Saved entries:
======

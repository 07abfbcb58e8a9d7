use thiserror::Error;
use trust_dns_resolver::error::{ResolveError, ResolveErrorKind};

/// Classified DNS lookup failure.
#[derive(Debug, Error)]
pub enum DnsError {
    #[error("DNS lookup for {domain} timed out")]
    TimedOut { domain: String },
    #[error("no DNS records found for {domain}")]
    NotFound { domain: String },
    #[error("DNS lookup for {domain} failed: {source}")]
    Other {
        domain: String,
        #[source]
        source: ResolveError,
    },
}

impl DnsError {
    pub(crate) fn timed_out(domain: impl Into<String>) -> Self {
        Self::TimedOut {
            domain: domain.into(),
        }
    }

    pub(crate) fn not_found(domain: impl Into<String>) -> Self {
        Self::NotFound {
            domain: domain.into(),
        }
    }

    /// Maps a resolver error onto the three lookup outcomes the verifier
    /// distinguishes. NXDOMAIN and empty answers both land in `NotFound`.
    pub(crate) fn from_resolve(domain: impl Into<String>, source: ResolveError) -> Self {
        match source.kind() {
            ResolveErrorKind::Timeout => Self::timed_out(domain),
            ResolveErrorKind::NoRecordsFound { .. } => Self::not_found(domain),
            _ => Self::Other {
                domain: domain.into(),
                source,
            },
        }
    }

    pub fn is_timeout(&self) -> bool {
        matches!(self, Self::TimedOut { .. })
    }
}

======

** Your assignment **
Your answer should hold the line with "pub(crate) fn not_found(domain: impl" and each line after it to the end of the data, retyped exactly. Include no other lines.

** Result of this exercise **
    pub(crate) fn not_found(domain: impl Into<String>) -> Self {
        Self::NotFound {
            domain: domain.into(),
        }
    }

    /// Maps a resolver error onto the three lookup outcomes the verifier
    /// distinguishes. NXDOMAIN and empty answers both land in `NotFound`.
    pub(crate) fn from_resolve(domain: impl Into<String>, source: ResolveError) -> Self {
        match source.kind() {
            ResolveErrorKind::Timeout => Self::timed_out(domain),
            ResolveErrorKind::NoRecordsFound { .. } => Self::not_found(domain),
            _ => Self::Other {
                domain: domain.into(),
                source,
            },
        }
    }

    pub fn is_timeout(&self) -> bool {
        matches!(self, Self::TimedOut { .. })
    }
}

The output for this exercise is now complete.